¶SSE4.1, first impressions
Trimbo's been bugging me about SSE4.1 lately and my experiences with it.
Well, I've just starting playing around with it, now that I have the tools and build set up, and my experience has been mixed.
The main problem is alignment. To make good use of a Core 2+ and of SSE4.1, you have to go from mmx (64-bit) to xmm (128-bit) registers. The annoyance that comes along with this is that while 64-bit memory accesses can be unaligned, all 128-bit accesses on x86 currently have to be aligned or you fault. That means it isn't as trivial as just taking a 64-bit loop and processing pairs of pixels at a time. It's true that misaligned loads hurt performance, but there are two mitigating factors in 64-bit vector code. One is that on modern CPUs, not all misaligned accesses cause a penalty -- only ones that cross L1 cache line boundaries and trigger a DCU cache split do. This means that for sequential accesses only a quarter or less of your loads fault, which may be acceptable if the cost of avoiding the misalignment is higher. The other factor is that when processing pixels, it's common to have to expand 8-bit unsigned channels to 16-bit signed, which means that the loads are frequently 32-bit and thus may always be aligned. Going to 128-bit vectors and 64-bit loads spoils this. What this all means is that several algorithms that I looked at for rewriting in SSE4.1 looked great until I examined the load/store paths and realized that I was going to burn more time in dealing with misalignment than I would save in the faster ALU operations.
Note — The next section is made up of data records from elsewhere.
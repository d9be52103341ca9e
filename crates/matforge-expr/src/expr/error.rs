//! Expression construction errors.

#[derive(Debug, Clone, PartialEq, Eq)]
pub enum LinearExprError {
    MismatchedLengths { variables: usize, coefficients: usize },
}

impl LinearExprError {
    /// Returns a semantic error code for programmatic handling.
    pub fn code(&self) -> &'static str {
        match self {
            LinearExprError::MismatchedLengths { .. } => "EXPR_MISMATCHED_LENGTHS",
        }
    }
}

impl std::fmt::Display for LinearExprError {
    fn fmt(&self, f: &mut std::fmt::Formatter<'_>) -> std::fmt::Result {
        match self {
            LinearExprError::MismatchedLengths {
                variables,
                coefficients,
            } => write!(
                f,
                "[{}] {} variables but {} coefficients",
                self.code(),
                variables,
                coefficients
            ),
        }
    }
}

impl std::error::Error for LinearExprError {}
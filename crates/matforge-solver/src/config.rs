//! Solver configuration types.

/// Options handed unchanged to the solve boundary.
///
/// Every field is optional; `None` leaves the backend default in place.
#[derive(Debug, Clone, Default, PartialEq)]
pub struct SolverConfig {
    /// Time limit in seconds per solve call.
    pub time_limit: Option<f64>,
    /// Relative objective gap at which a solve may stop.
    pub mip_gap: Option<f64>,
    /// Verbosity level.
    pub verbosity: Option<u32>,
    /// Enable/disable presolve.
    pub presolve: Option<bool>,
    /// Number of threads. `Some(0)` is treated like `None`.
    pub threads: Option<u32>,
    /// Log solver output to console.
    pub log_to_console: Option<bool>,
}

impl SolverConfig {
    /// Create a new configuration with all defaults.
    pub fn new() -> Self {
        Self::default()
    }

    /// Set the time limit in seconds.
    pub fn with_time_limit(mut self, seconds: f64) -> Self {
        self.time_limit = Some(seconds);
        self
    }

    /// Set the relative objective gap.
    pub fn with_mip_gap(mut self, gap: f64) -> Self {
        self.mip_gap = Some(gap);
        self
    }

    pub fn with_verbosity(mut self, level: u32) -> Self {
        self.verbosity = Some(level);
        self
    }

    pub fn with_presolve(mut self, enabled: bool) -> Self {
        self.presolve = Some(enabled);
        self
    }

    pub fn with_threads(mut self, count: u32) -> Self {
        self.threads = Some(count);
        self
    }

    pub fn with_log_to_console(mut self, enabled: bool) -> Self {
        self.log_to_console = Some(enabled);
        self
    }

    /// Thread count to request from the backend, if any.
    pub fn effective_threads(&self) -> Option<u32> {
        self.threads.filter(|count| *count > 0)
    }

    /// Check if this configuration is completely empty (all defaults).
    pub fn is_empty(&self) -> bool {
        self.time_limit.is_none()
            && self.mip_gap.is_none()
            && self.verbosity.is_none()
            && self.presolve.is_none()
            && self.threads.is_none()
            && self.log_to_console.is_none()
    }
}

#[cfg(test)]
mod tests {
    use super::*;

    #[test]
    fn new_config_is_empty() {
        assert!(SolverConfig::new().is_empty());
    }

    #[test]
    fn builder_sets_fields() {
        let config = SolverConfig::new()
            .with_time_limit(60.0)
            .with_mip_gap(0.01)
            .with_verbosity(1)
            .with_presolve(true)
            .with_threads(4)
            .with_log_to_console(false);

        assert!(!config.is_empty());
        assert_eq!(config.time_limit, Some(60.0));
        assert_eq!(config.mip_gap, Some(0.01));
        assert_eq!(config.verbosity, Some(1));
        assert_eq!(config.presolve, Some(true));
        assert_eq!(config.effective_threads(), Some(4));
        assert_eq!(config.log_to_console, Some(false));
    }

    #[test]
    fn zero_threads_means_backend_default() {
        let config = SolverConfig::new().with_threads(0);
        assert!(!config.is_empty());
        assert_eq!(config.effective_threads(), None);
    }
}
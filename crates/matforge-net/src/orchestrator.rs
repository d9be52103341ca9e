//! Row-by-row construction with backtracking.
//!
//! Step `m` builds a fresh model whose unknowns are column `m - 1` of every
//! matrix, lets each generator add its rows, and asks the solver for an
//! assignment. An infeasible step retreats two rows; too many retreats
//! restart from an empty matrix set.

use std::fmt;
use std::marker::PhantomData;
use std::time::Instant;

use matforge_core::{Bounds, Model, ModelError};
use matforge_expr::{Expr, SparseStorage, Storage};
use matforge_solver::Solver;
use tracing::{debug, info, trace, warn};

use crate::field::{FieldArithmetic, FieldElement, GaloisField};
use crate::generators::{GeneratorError, RowContext};
use crate::matrix::{GfMatrix, MatrixError};
use crate::program::{Program, ProgramError};
use crate::tiebreak::TieBreakSampler;

/// Errors surfaced by a construction.
#[derive(Debug, Clone, PartialEq, Eq)]
pub enum ConstructionError {
    Program(ProgramError),
    Generator(GeneratorError),
    Matrix(MatrixError),
    /// Every allowed restart ended without reaching the target.
    ExhaustedRetries {
        rows_reached: usize,
        target_rows: usize,
        restarts: u32,
    },
}

impl ConstructionError {
    /// Returns a semantic error code for programmatic handling.
    pub fn code(&self) -> &'static str {
        match self {
            ConstructionError::Program(err) => err.code(),
            ConstructionError::Generator(err) => err.code(),
            ConstructionError::Matrix(err) => err.code(),
            ConstructionError::ExhaustedRetries { .. } => "CONSTRUCTION_EXHAUSTED_RETRIES",
        }
    }
}

impl fmt::Display for ConstructionError {
    fn fmt(&self, f: &mut fmt::Formatter<'_>) -> fmt::Result {
        match self {
            ConstructionError::Program(err) => write!(f, "{err}"),
            ConstructionError::Generator(err) => write!(f, "{err}"),
            ConstructionError::Matrix(err) => write!(f, "{err}"),
            ConstructionError::ExhaustedRetries {
                rows_reached,
                target_rows,
                restarts,
            } => write!(
                f,
                "[{}] Reached {} of {} rows after {} restarts",
                self.code(),
                rows_reached,
                target_rows,
                restarts
            ),
        }
    }
}

impl std::error::Error for ConstructionError {
    fn source(&self) -> Option<&(dyn std::error::Error + 'static)> {
        match self {
            ConstructionError::Program(err) => Some(err),
            ConstructionError::Generator(err) => Some(err),
            ConstructionError::Matrix(err) => Some(err),
            ConstructionError::ExhaustedRetries { .. } => None,
        }
    }
}

impl From<ProgramError> for ConstructionError {
    fn from(err: ProgramError) -> Self {
        ConstructionError::Program(err)
    }
}

impl From<GeneratorError> for ConstructionError {
    fn from(err: GeneratorError) -> Self {
        ConstructionError::Generator(err)
    }
}

impl From<ModelError> for ConstructionError {
    fn from(err: ModelError) -> Self {
        ConstructionError::Generator(GeneratorError::Model(err))
    }
}

impl From<MatrixError> for ConstructionError {
    fn from(err: MatrixError) -> Self {
        ConstructionError::Matrix(err)
    }
}

/// Construction loop settings.
#[derive(Debug, Clone, PartialEq, Eq)]
pub struct OrchestratorConfig {
    /// Failed steps tolerated within one attempt.
    pub backtrack_max: u32,
    /// Attempts before giving up.
    pub greedy_fail_max: u32,
    /// Pull every unknown towards a random target to vary solutions.
    pub tie_break: bool,
    pub seed: u64,
    /// Raw draws discarded before the first step.
    pub burn_in: u64,
    /// Weight of the structural objective against the tie-break.
    pub objective_scale: i64,
}

impl OrchestratorConfig {
    pub const DEFAULT_SEED: u64 = 133_742;

    pub fn new() -> Self {
        Self {
            backtrack_max: 100,
            greedy_fail_max: 100,
            tie_break: true,
            seed: Self::DEFAULT_SEED,
            burn_in: 0,
            objective_scale: 1000,
        }
    }

    pub fn with_backtrack_max(mut self, backtrack_max: u32) -> Self {
        self.backtrack_max = backtrack_max;
        self
    }

    pub fn with_greedy_fail_max(mut self, greedy_fail_max: u32) -> Self {
        self.greedy_fail_max = greedy_fail_max;
        self
    }

    pub fn with_tie_break(mut self, tie_break: bool) -> Self {
        self.tie_break = tie_break;
        self
    }

    pub fn with_seed(mut self, seed: u64) -> Self {
        self.seed = seed;
        self
    }

    pub fn with_burn_in(mut self, burn_in: u64) -> Self {
        self.burn_in = burn_in;
        self
    }

    pub fn with_objective_scale(mut self, objective_scale: i64) -> Self {
        self.objective_scale = objective_scale;
        self
    }
}

impl Default for OrchestratorConfig {
    fn default() -> Self {
        Self::new()
    }
}

/// Outcome of [`Orchestrator::construct`].
#[derive(Debug, Clone, PartialEq, Eq)]
pub struct Construction {
    /// One matrix per dimension, from the last attempt.
    pub matrices: Vec<GfMatrix>,
    /// Rows committed and still valid in `matrices`.
    pub rows_reached: usize,
    pub target_rows: usize,
    pub restarts: u32,
    /// Failed steps over all attempts.
    pub backtracks: u32,
}

impl Construction {
    pub fn is_complete(&self) -> bool {
        self.rows_reached == self.target_rows
    }

    /// The matrices, or `ExhaustedRetries` when the target was missed.
    pub fn into_matrices(self) -> Result<Vec<GfMatrix>, ConstructionError> {
        if !self.is_complete() {
            return Err(ConstructionError::ExhaustedRetries {
                rows_reached: self.rows_reached,
                target_rows: self.target_rows,
                restarts: self.restarts,
            });
        }
        Ok(self.matrices)
    }
}

/// Step after a failure at step `m`: rows `1..=kept` stay, `kept + 1` is
/// solved next.
pub fn retreat(m: usize) -> usize {
    if m >= 3 { m - 2 } else { 0 }
}

/// Drives a solver through the row-by-row construction.
pub struct Orchestrator<S: Storage = SparseStorage, B: Solver<S> = Box<dyn Solver<S>>> {
    solver: B,
    config: OrchestratorConfig,
    sampler: TieBreakSampler,
    _storage: PhantomData<S>,
}

impl<S: Storage + 'static, B: Solver<S>> Orchestrator<S, B> {
    pub fn new(solver: B, config: OrchestratorConfig) -> Self {
        let mut sampler = TieBreakSampler::new(config.seed);
        sampler.burn_in(config.burn_in);
        Self {
            solver,
            config,
            sampler,
            _storage: PhantomData,
        }
    }

    pub fn config(&self) -> &OrchestratorConfig {
        &self.config
    }

    pub fn solver(&self) -> &B {
        &self.solver
    }

    pub fn into_solver(self) -> B {
        self.solver
    }

    /// Model for step `m` against the matrices committed so far.
    ///
    /// Variables `0..m*s` are the unknowns, `m` per dimension. With the
    /// tie-break on, the sampler advances once per unknown.
    pub fn build_model(
        &mut self,
        program: &Program<S>,
        field: &GaloisField,
        matrices: &[GfMatrix],
        m: usize,
    ) -> Result<Model<S>, ConstructionError> {
        let q = field.order();
        let mut model = Model::new();
        let unknowns = model.add_variables(
            "x",
            m * program.dimensions(),
            Bounds::new(0, i64::from(q) - 1),
        )?;

        let mut objective = Expr::new_empty();
        {
            let mut ctx = RowContext {
                field,
                matrices,
                rows: m,
                model: &mut model,
                unknowns: &unknowns,
                objective: &mut objective,
            };
            for generator in program.generators() {
                generator.apply(&mut ctx)?;
            }
        }
        let mut objective = objective.scale(self.config.objective_scale);

        if self.config.tie_break {
            // min |x - c| as min d with x - c <= d and c - x <= d
            for unknown in &unknowns {
                let target = self.sampler.sample(q);
                let deviation = model.add_variable("O", Bounds::non_negative())?;
                objective.push_term(deviation, 1);
                let x: Expr<S> = Expr::from_variable(*unknown);
                let d: Expr<S> = Expr::from_variable(deviation);
                model.add_constraint("OBJL", x.add_constant(-target).le_expr(&d))?;
                model.add_constraint("OBJH", Expr::from_constant(target).sub(&x).le_expr(&d))?;
            }
        }
        model.minimize(objective)?;

        trace!(
            component = "orchestrator",
            operation = "build_model",
            status = "success",
            rows = m,
            num_vars = model.num_variables(),
            num_constraints = model.num_constraints(),
            "Built step model"
        );
        Ok(model)
    }

    /// Solve one step; `None` means the step failed for whatever reason.
    fn solve_step(&mut self, model: &Model<S>, unknowns: usize, order: u32) -> Option<Vec<FieldElement>> {
        let values = match self.solver.solve(model) {
            Ok(values) => values,
            Err(err) => {
                debug!(
                    component = "orchestrator",
                    operation = "solve_step",
                    status = "infeasible",
                    code = err.code(),
                    error = %err,
                    "Step has no solution"
                );
                return None;
            }
        };
        if values.len() != model.num_variables() || values.len() < unknowns {
            warn!(
                component = "orchestrator",
                operation = "solve_step",
                status = "error",
                expected = model.num_variables(),
                actual = values.len(),
                "Solver returned a wrong number of values"
            );
            return None;
        }
        let column: Option<Vec<FieldElement>> = values[..unknowns]
            .iter()
            .map(|value| {
                FieldElement::try_from(*value)
                    .ok()
                    .filter(|value| *value < order)
            })
            .collect();
        if column.is_none() {
            warn!(
                component = "orchestrator",
                operation = "solve_step",
                status = "error",
                "Solver returned a value outside the field"
            );
        }
        column
    }

    /// Run the construction for `program`.
    ///
    /// Infeasible steps are retried by retreating; the result carries the
    /// last attempt whether or not it reached the target.
    pub fn construct(&mut self, program: &Program<S>) -> Result<Construction, ConstructionError> {
        let field = program.validate()?;
        let dimensions = program.dimensions();
        let target_rows = program.target_rows();
        let started = Instant::now();

        info!(
            component = "orchestrator",
            operation = "construct",
            status = "start",
            dimensions,
            base = field.order(),
            target_rows,
            generators = program.generators().len(),
            "Starting construction"
        );

        let mut construction = Construction {
            matrices: vec![GfMatrix::new(target_rows); dimensions],
            rows_reached: 0,
            target_rows,
            restarts: 0,
            backtracks: 0,
        };

        while construction.restarts < self.config.greedy_fail_max {
            construction.matrices = vec![GfMatrix::new(target_rows); dimensions];
            construction.rows_reached = 0;
            if self.attempt(program, &field, &mut construction)? {
                break;
            }
            construction.restarts += 1;
            warn!(
                component = "orchestrator",
                operation = "construct",
                status = "restart",
                restarts = construction.restarts,
                rows_reached = construction.rows_reached,
                "Backtrack budget exhausted, restarting"
            );
        }

        let duration_ms = started.elapsed().as_secs_f64() * 1000.0;
        if construction.is_complete() {
            info!(
                component = "orchestrator",
                operation = "construct",
                status = "success",
                target_rows,
                restarts = construction.restarts,
                backtracks = construction.backtracks,
                duration_ms,
                "Construction complete"
            );
        } else {
            warn!(
                component = "orchestrator",
                operation = "construct",
                status = "incomplete",
                rows_reached = construction.rows_reached,
                target_rows,
                restarts = construction.restarts,
                duration_ms,
                "Construction gave up"
            );
        }
        Ok(construction)
    }

    /// One attempt from an empty matrix set; `true` when the target was
    /// reached.
    fn attempt(
        &mut self,
        program: &Program<S>,
        field: &GaloisField,
        construction: &mut Construction,
    ) -> Result<bool, ConstructionError> {
        let dimensions = program.dimensions();
        let mut backtracks = 0u32;
        let mut m = 1;
        while m <= construction.target_rows {
            let model = self.build_model(program, field, &construction.matrices, m)?;
            match self.solve_step(&model, m * dimensions, field.order()) {
                Some(values) => {
                    for (matrix, column) in construction
                        .matrices
                        .iter_mut()
                        .zip(values.chunks(m))
                    {
                        matrix.commit_step(m, column)?;
                    }
                    construction.rows_reached = m;
                    debug!(
                        component = "orchestrator",
                        operation = "commit",
                        status = "success",
                        rows = m,
                        "Committed row"
                    );
                    m += 1;
                }
                None => {
                    backtracks += 1;
                    construction.backtracks += 1;
                    if backtracks > self.config.backtrack_max {
                        return Ok(false);
                    }
                    let kept = retreat(m);
                    debug!(
                        component = "orchestrator",
                        operation = "backtrack",
                        status = "retreat",
                        failed_rows = m,
                        kept_rows = kept,
                        backtracks,
                        "Retreating"
                    );
                    construction.rows_reached = kept;
                    m = kept + 1;
                }
            }
        }
        Ok(true)
    }
}

impl<S: Storage, B: Solver<S>> fmt::Debug for Orchestrator<S, B> {
    fn fmt(&self, f: &mut fmt::Formatter<'_>) -> fmt::Result {
        f.debug_struct("Orchestrator")
            .field("config", &self.config)
            .field("sampler", &self.sampler)
            .finish_non_exhaustive()
    }
}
You might say that memory buffers should just be aligned, and yes, you can do that to some extent, particularly with temporary buffers. The gotcha is that you don't always control the buffers involved and at some point you simply can't control the alignment. For example, display buffers probably aren't guaranteed to be 16 byte aligned, nor would a GDI DIB. Similar problems occur at the ends of scanlines, related to the width of the image; it's lame and inflexible to just have your library require that all working images be multiples of 4/8/16 pixels. Working with .NET? Oh, sorry, the GC heap doesn't support alignment at all -- screwed. The compromise that I generally shoot for is to get a routine that will work with odd widths or non-optimal alignment, although it might be a little slower due to fixup.
There are also cases that simply don't scale to larger vectors. For example, in a scaling or rotation algorithm, I might need to pull 32-bit pixels at various locations and expand them to 64-bit for processing. What am I going to do with 128-bit vectors? I can't pull pairs of pixels from each location, because I only need one. I could process more pixels in parallel, except that I only have eight registers and having four source pointers is hard enough as it is. It's more doable in long mode with 16 GPRs, but I haven't even gotten to that yet.
In terms of instruction selection, the SSE4.1 instruction that seems most useful so far is PMOVZXBW, because it replaces the load/move+PUNPCKLBW that commonly use without eating an extra register for zero. PBLENDW is also looking useful for some alignment scenarios. Other than that, most of the other instructions I think I can abuse are actually from SSSE3, because I'm not that interested in the floating point part of SSE4.1 for VirtualDub. In SSSE3, PHADDD (packed horizontal add doubleword) is turning out quite useful, because I frequently do high precision integer dot products and that means PMADDWD followed by a horizontal add. PSHUFB is also promising, especially given the high speed on SSE4.1-capable CPUs, but that it requires the shuffle pattern to be in memory or in a register and that it works in-place are annoying. PALIGNR looks useful but often requires unrolling due to the immediate argument.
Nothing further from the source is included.